#### What you have to do:
Go through the data below and work out how many lines contain "struct"; the answer is the number alone.

Extracted data entries
BEGIN
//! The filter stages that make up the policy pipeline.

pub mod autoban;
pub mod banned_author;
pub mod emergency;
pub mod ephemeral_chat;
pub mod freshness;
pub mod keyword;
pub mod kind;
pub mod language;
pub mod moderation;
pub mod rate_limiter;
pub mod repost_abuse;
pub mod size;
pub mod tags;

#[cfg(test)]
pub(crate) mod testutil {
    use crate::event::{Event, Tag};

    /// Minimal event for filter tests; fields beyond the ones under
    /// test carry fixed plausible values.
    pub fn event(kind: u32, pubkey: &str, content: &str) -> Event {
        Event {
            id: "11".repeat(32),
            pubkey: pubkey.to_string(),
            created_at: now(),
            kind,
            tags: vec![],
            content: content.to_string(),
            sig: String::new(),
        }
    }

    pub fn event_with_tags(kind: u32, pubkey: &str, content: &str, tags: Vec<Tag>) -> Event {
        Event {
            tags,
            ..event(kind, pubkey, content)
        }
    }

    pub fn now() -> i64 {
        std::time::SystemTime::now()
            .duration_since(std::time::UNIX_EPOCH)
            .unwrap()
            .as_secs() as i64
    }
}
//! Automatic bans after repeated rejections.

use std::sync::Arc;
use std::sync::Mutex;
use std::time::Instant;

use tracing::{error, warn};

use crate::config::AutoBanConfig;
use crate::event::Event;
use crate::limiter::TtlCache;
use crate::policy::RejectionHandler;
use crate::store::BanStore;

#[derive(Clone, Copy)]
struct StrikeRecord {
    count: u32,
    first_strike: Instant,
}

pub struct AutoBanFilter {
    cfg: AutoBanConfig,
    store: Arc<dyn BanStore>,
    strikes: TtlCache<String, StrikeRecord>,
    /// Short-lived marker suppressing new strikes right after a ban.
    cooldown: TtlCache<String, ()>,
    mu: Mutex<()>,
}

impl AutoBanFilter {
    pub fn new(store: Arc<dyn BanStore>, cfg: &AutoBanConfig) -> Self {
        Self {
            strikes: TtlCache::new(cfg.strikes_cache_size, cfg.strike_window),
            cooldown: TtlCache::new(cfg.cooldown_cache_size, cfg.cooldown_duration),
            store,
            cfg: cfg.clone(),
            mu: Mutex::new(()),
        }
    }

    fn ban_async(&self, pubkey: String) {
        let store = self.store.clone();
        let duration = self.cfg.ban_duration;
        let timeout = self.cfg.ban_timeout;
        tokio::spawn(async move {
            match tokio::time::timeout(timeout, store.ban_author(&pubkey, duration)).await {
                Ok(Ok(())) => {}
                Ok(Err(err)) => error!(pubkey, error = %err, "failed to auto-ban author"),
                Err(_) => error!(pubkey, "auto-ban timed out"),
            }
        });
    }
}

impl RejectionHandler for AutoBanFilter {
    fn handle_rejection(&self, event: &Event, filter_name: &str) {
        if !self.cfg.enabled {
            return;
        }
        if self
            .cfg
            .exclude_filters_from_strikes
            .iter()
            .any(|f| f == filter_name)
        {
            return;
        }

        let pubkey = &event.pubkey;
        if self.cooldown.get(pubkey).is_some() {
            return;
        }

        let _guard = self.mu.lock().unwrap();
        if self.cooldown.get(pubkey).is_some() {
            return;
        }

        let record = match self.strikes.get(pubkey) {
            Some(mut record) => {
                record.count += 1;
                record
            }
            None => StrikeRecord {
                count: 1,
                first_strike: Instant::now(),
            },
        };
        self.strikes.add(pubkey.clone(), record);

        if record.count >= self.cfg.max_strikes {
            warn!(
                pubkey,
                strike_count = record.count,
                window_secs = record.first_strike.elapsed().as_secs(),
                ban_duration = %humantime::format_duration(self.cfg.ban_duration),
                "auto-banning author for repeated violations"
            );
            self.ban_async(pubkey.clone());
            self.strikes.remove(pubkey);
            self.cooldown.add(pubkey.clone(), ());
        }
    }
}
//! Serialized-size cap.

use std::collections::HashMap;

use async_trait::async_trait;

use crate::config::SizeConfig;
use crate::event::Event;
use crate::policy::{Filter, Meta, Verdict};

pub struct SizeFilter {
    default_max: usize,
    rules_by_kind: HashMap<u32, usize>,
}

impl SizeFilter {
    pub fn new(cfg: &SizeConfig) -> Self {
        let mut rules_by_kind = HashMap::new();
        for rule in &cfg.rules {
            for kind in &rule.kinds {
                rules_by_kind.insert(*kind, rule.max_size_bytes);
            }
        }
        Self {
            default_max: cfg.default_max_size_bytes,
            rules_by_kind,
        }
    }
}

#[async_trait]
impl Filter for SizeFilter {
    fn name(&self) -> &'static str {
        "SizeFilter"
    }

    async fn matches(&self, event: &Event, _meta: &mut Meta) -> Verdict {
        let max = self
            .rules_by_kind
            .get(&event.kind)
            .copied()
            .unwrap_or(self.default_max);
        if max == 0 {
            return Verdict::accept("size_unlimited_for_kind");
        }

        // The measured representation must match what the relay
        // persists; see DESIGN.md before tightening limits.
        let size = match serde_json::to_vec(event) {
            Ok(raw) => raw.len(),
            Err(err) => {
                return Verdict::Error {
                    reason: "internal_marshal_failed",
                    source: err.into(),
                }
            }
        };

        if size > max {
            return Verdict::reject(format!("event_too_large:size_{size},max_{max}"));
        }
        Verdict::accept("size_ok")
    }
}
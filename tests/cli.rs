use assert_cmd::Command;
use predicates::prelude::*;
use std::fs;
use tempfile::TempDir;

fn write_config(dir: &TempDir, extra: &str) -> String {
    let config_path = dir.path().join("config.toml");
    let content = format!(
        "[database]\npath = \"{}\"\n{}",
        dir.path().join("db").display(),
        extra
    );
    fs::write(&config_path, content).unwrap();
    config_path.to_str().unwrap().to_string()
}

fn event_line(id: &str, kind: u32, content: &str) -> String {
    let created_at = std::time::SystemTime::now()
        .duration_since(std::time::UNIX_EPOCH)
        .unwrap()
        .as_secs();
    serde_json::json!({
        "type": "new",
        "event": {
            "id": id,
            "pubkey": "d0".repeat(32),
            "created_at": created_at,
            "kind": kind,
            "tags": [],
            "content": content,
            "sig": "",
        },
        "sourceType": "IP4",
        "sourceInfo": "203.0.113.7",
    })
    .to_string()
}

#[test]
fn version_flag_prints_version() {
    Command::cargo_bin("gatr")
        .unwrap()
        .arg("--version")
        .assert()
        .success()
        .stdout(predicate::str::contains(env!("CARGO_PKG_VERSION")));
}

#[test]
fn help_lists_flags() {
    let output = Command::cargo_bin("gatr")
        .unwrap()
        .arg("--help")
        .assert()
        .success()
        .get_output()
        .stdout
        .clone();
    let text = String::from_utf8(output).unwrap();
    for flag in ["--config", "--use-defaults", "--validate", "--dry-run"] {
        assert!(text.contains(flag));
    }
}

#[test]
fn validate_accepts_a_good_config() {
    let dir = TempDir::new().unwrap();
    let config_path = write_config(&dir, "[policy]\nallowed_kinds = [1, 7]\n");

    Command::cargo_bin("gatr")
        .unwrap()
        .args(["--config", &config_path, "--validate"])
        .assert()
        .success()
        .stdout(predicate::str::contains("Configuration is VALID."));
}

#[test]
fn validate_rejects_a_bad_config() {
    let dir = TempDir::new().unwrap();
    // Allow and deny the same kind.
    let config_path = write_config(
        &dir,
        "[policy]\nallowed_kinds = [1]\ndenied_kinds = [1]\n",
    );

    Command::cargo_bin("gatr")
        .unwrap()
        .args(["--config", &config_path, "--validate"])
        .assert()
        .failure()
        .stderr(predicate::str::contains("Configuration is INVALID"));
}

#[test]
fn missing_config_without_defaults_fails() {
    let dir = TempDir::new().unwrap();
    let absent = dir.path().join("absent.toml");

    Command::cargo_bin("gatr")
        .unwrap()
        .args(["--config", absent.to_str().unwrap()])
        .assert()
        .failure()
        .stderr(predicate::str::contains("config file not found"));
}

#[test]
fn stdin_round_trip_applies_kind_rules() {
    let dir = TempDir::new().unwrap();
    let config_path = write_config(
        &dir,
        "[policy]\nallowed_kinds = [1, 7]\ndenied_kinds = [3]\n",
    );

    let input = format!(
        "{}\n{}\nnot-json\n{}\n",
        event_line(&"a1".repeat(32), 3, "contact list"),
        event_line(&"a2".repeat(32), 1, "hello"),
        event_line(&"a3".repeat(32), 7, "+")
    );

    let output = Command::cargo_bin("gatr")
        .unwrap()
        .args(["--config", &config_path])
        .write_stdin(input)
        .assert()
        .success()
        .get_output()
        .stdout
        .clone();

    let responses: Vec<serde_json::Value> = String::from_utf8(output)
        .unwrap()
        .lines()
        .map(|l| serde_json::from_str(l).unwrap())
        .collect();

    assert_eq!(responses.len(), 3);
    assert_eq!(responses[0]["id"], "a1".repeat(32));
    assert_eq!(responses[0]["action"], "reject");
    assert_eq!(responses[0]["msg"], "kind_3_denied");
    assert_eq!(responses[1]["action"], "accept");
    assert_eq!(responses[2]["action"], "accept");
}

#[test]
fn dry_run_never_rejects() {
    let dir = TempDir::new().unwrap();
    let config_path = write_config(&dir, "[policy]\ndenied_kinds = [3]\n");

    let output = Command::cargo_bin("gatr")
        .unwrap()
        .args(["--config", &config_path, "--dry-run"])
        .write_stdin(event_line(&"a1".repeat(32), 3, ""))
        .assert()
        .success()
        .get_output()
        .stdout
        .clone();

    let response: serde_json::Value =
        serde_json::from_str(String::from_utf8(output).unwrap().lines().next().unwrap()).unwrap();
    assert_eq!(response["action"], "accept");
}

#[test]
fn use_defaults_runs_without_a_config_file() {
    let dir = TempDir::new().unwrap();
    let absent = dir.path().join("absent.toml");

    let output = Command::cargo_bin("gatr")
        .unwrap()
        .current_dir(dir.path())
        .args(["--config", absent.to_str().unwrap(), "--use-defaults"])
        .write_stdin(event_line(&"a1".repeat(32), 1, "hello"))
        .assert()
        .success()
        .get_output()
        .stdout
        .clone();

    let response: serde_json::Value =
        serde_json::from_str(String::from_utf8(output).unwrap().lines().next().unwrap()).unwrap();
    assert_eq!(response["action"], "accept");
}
END
#### The completed task:
3